LK: Oh, thanks. [INAUDIBLE]

RG: I mean it. Actually when I was reading your work on intent, I was thinking about, there’s another difference between us that I don’t know that we’ve talked about before. But I think you are much more focused on questions of intent, and I’m much more focused on questions of impact.

LK: Yeah. The constitutional law struggle between purpose and effects. What is it that we really care about? That’s the big question I think in constitutional law. And I think they both matter, but I do think people might focus or gravitate more toward one or the other. And I have been focused a lot on intent, and you’re focused more on effect.

RG: Effects. Yeah. And I wonder if that partly has to do with the liberty, equality with the First Amendment, Equal Protection Clause difference, too.

LK: Right.

RG: In Equal Protection Clause, you can ask the question, was there an intent to discriminate on the basis of race? And that’s important clearly. But it’s a fairly narrow way to think about racial discrimination in the 20th century given centuries and centuries of slavery and Jim Crow. There’s lots of racial inequality that is the effect of institutional or historical racism. And so it has always seemed to me that focusing on intent becomes too narrow.

LK: Right. Whereas when I’m studying speech, I think if you think about effects, pretty much every law has effects on speech. Every law has effects on what gets said, by whom it gets said, if it gets said at all, when it gets said. So you can think about something as unrelated to speech as a driver’s license law that says you can get a driver’s license when you’re 16 years old, and that means that 15-year-olds can’t drive to the library and they can’t get books and there’s certain types of expressive activities that they’re not going to partake in.

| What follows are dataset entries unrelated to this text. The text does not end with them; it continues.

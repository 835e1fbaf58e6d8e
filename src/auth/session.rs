//! Session resolution: cookie handling and the auth provider seam

use async_trait::async_trait;
use axum::http::{header::COOKIE, HeaderMap};
use jsonwebtoken::{decode, Algorithm, DecodingKey, Validation};
use reqwest::Client;
use serde::{Deserialize, Serialize};
use tracing::debug;

use super::errors::GateError;
use super::models::{Claims, SessionUser};

/// Resolves a session token to the user it belongs to.
///
/// `Ok(None)` means the token is not (or no longer) a valid session. `Err` is
/// reserved for the provider being unreachable or misbehaving.
#[async_trait]
pub trait SessionProvider: Send + Sync {
    async fn session_user(&self, token: &str) -> Result<Option<SessionUser>, GateError>;
}

/// Verifies provider-issued access tokens locally with the shared HS256 secret
pub struct JwtSessionProvider {
    key: DecodingKey,
    validation: Validation,
}

impl JwtSessionProvider {
    pub fn new(secret: &str) -> Self {
        Self {
            key: DecodingKey::from_secret(secret.as_bytes()),
            validation: Validation::new(Algorithm::HS256),
        }
    }
}

#[async_trait]
impl SessionProvider for JwtSessionProvider {
    async fn session_user(&self, token: &str) -> Result<Option<SessionUser>, GateError> {
        match decode::<Claims>(token, &self.key, &self.validation) {
            Ok(data) => Ok(Some(SessionUser {
                id: data.claims.sub,
                email: data.claims.email.unwrap_or_default(),
            })),
            Err(e) => {
                debug!(error = %e, "Session token rejected");
                Ok(None)
            }
        }
    }
}

#[derive(Deserialize, Debug)]
struct HostedUser {
    id: String,
    #[serde(default)]
    email: Option<String>,
}

impl From<HostedUser> for SessionUser {
    fn from(user: HostedUser) -> Self {
        SessionUser {
            id: user.id,
            email: user.email.unwrap_or_default(),
        }
    }
}

#[derive(Serialize)]
struct PasswordGrant<'a> {
    email: &'a str,
    password: &'a str,
}

#[derive(Deserialize, Debug)]
struct TokenResponse {
    access_token: String,
    expires_in: u64,
    user: HostedUser,
}

/// Access token handed out after a successful sign-in
#[derive(Debug)]
pub struct SignedIn {
    pub access_token: String,
    pub expires_in: u64,
    pub user: SessionUser,
}

/// Client for the hosted auth provider's REST surface
pub struct HostedAuthClient {
    http: Client,
    base_url: String,
    anon_key: String,
}

impl HostedAuthClient {
    pub fn new(http: Client, base_url: impl Into<String>, anon_key: impl Into<String>) -> Self {
        Self {
            http,
            base_url: base_url.into(),
            anon_key: anon_key.into(),
        }
    }

    /// `GET /auth/v1/user` with the caller's token
    pub async fn get_user(&self, token: &str) -> Result<Option<SessionUser>, GateError> {
        let response = self
            .http
            .get(format!("{}/auth/v1/user", self.base_url))
            .header("apikey", &self.anon_key)
            .bearer_auth(token)
            .send()
            .await?;

        match response.status() {
            status if status.is_success() => {
                let user: HostedUser = response.json().await?;
                Ok(Some(user.into()))
            }
            reqwest::StatusCode::UNAUTHORIZED | reqwest::StatusCode::FORBIDDEN => Ok(None),
            status => Err(GateError::ProviderStatus {
                status: status.as_u16(),
                body: response.text().await.unwrap_or_default(),
            }),
        }
    }

    /// Password grant. `Ok(None)` means the credentials were rejected.
    pub async fn sign_in_with_password(
        &self,
        email: &str,
        password: &str,
    ) -> Result<Option<SignedIn>, GateError> {
        let response = self
            .http
            .post(format!("{}/auth/v1/token", self.base_url))
            .query(&[("grant_type", "password")])
            .header("apikey", &self.anon_key)
            .json(&PasswordGrant { email, password })
            .send()
            .await?;

        match response.status() {
            status if status.is_success() => {
                let token: TokenResponse = response.json().await?;
                Ok(Some(SignedIn {
                    access_token: token.access_token,
                    expires_in: token.expires_in,
                    user: token.user.into(),
                }))
            }
            reqwest::StatusCode::BAD_REQUEST | reqwest::StatusCode::UNAUTHORIZED => Ok(None),
            status => Err(GateError::ProviderStatus {
                status: status.as_u16(),
                body: response.text().await.unwrap_or_default(),
            }),
        }
    }

    /// Revokes the session at the provider
    pub async fn sign_out(&self, token: &str) -> Result<(), GateError> {
        let response = self
            .http
            .post(format!("{}/auth/v1/logout", self.base_url))
            .header("apikey", &self.anon_key)
            .bearer_auth(token)
            .send()
            .await?;

        let status = response.status();
        if status.is_success() || status == reqwest::StatusCode::UNAUTHORIZED {
            Ok(())
        } else {
            Err(GateError::ProviderStatus {
                status: status.as_u16(),
                body: response.text().await.unwrap_or_default(),
            })
        }
    }
}

#[async_trait]
impl SessionProvider for HostedAuthClient {
    async fn session_user(&self, token: &str) -> Result<Option<SessionUser>, GateError> {
        self.get_user(token).await
    }
}

/// Reads the session token out of the request's `Cookie` headers
pub fn session_token(headers: &HeaderMap, cookie_name: &str) -> Option<String> {
    headers
        .get_all(COOKIE)
        .iter()
        .filter_map(|value| value.to_str().ok())
        .flat_map(|value| value.split(';'))
        .find_map(|pair| {
            let (name, value) = pair.trim().split_once('=')?;
            (name == cookie_name && !value.is_empty()).then(|| value.to_string())
        })
}

/// `Set-Cookie` value carrying a fresh session
pub fn build_session_cookie(name: &str, token: &str, max_age_secs: u64, secure: bool) -> String {
    let mut cookie = format!(
        "{}={}; Path=/; HttpOnly; SameSite=Lax; Max-Age={}",
        name, token, max_age_secs
    );
    if secure {
        cookie.push_str("; Secure");
    }
    cookie
}

/// `Set-Cookie` value that expires the session cookie immediately
pub fn clear_session_cookie(name: &str, secure: bool) -> String {
    build_session_cookie(name, "", 0, secure)
}

/// Provider that knows no sessions; used when only dev mode can sign anyone in
pub struct NoSessionProvider;

#[async_trait]
impl SessionProvider for NoSessionProvider {
    async fn session_user(&self, _token: &str) -> Result<Option<SessionUser>, GateError> {
        Ok(None)
    }
}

Every single law has effects on people’s speech opportunities one way or the other. And if you have an effects-driven model in speech, you’ll essentially wind up constitutionally using all of law and asking as to every single law on the books, what does this do to people’s speech opportunities?

So that’s not to say you can’t have an effects-driven model, but you’re going to have to define really narrowly what the scope of it is because otherwise everything has speech effects and everything’s up for grabs. So I think that’s part of the reason that the law and maybe scholars also have focused on is the intent of this law to suppress people’s speech. Is the intent of this law to discriminate by viewpoint or by subject matter because otherwise it’s so broad that it’s just it’s unwieldy.

RG: So let me ask you this. How did you get interested in speech in the first place? Where does that come from for you?

LK: Right. Right. So, I don’t know entirely where it comes from. I did — I studied English literature before going to law school. And I was in Oxford working on a dissertation on John Milton, who is a really weird guy but has a special place in my heart, but is a very strange person. But he wrote about all sorts of things, including some of the early tracks advocating for divorce, which are tracks that people don’t read that much anymore, and also advocating for the execution of Charles I. He was very busy.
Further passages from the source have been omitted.